Por los metales preciosos que arrancasen a la tierra no pagarían el acostumbrado quinto real sino un décimo durante los primeros 4 años. A partir de entonces, pagarían un noveno anual, luego un octavo anual, y así, hasta llegar al quinto de ley después de diez años de explotación. Los Welser obtuvieron, además, el primer contrato para la trata de negros en todas las Indias —4.000 esclavos, solo para empezar— celebrado por España.

A cambio de todo ello, los alemanes se obligaban a fundar ciudades, armar buques y reclutar 300 soldados españoles y 50 mineros alemanes que debían reconocer todo el territorio de las Indias que pudiesen alcanzar con sus esfuerzos. Los banqueros alemanes se obligaban a edificar iglesias y favorecer en todo lo posible a los misioneros españoles. Según Eduardo Arcila Farías, gran especialista en economía colonial venezolana, “la fundición de oro, principal objetivo de los Belzares, arrojó en la primera década del siglo XVI, los mayores beneficios obtenidos por España en todo el periodo colonial venezolano”. Así que las perspectivas en aquel 1528 eran estupendas.

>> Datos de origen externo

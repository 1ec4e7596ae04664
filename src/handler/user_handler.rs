use axum::{
    extract::State,
    response::IntoResponse,
    Extension, Json,
};
use std::sync::Arc;

use crate::dto::user_dto::AssignableUsersQuery;
use crate::dto::ApiResponse;
use crate::handler::extract::ApiQuery;
use crate::model::user::Actor;
use crate::service::user_service::UserService;
use crate::util::error::HandlerError;

/// Active users of a role, for assignment pickers.
pub async fn list_assignable_users_handler(
    State(service): State<Arc<dyn UserService>>,
    Extension(actor): Extension<Actor>,
    ApiQuery(query): ApiQuery<AssignableUsersQuery>,
) -> Result<impl IntoResponse, HandlerError> {
    let users = service.list_assignable(&actor, query.role).await?;
    Ok(Json(ApiResponse::ok(users)))
}
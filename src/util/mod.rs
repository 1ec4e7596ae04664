pub mod error;
pub mod jwt;
pub mod logger;
pub mod notifier;
pub mod phone;
pub mod timestamp;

Que se sepa, los Welser no llegaron a fundar ni un solo caserío. Uno de ellos, Nicolás de Federmann, enfebrecido por la codicia, llevó una expedición —una correría predadora, más bien— desde Coro, en la costa caribe venezolana, hasta la meseta de Bogotá.

Otra correría atrajo a unos 100 hombres, entre alemanes, españoles y criollos. Los condujo Bartolomé Welser, vástago de la familia y alcanzaron las riberas del Casanare, en los llanos occidentales, pero la empresa resultó desastrosa.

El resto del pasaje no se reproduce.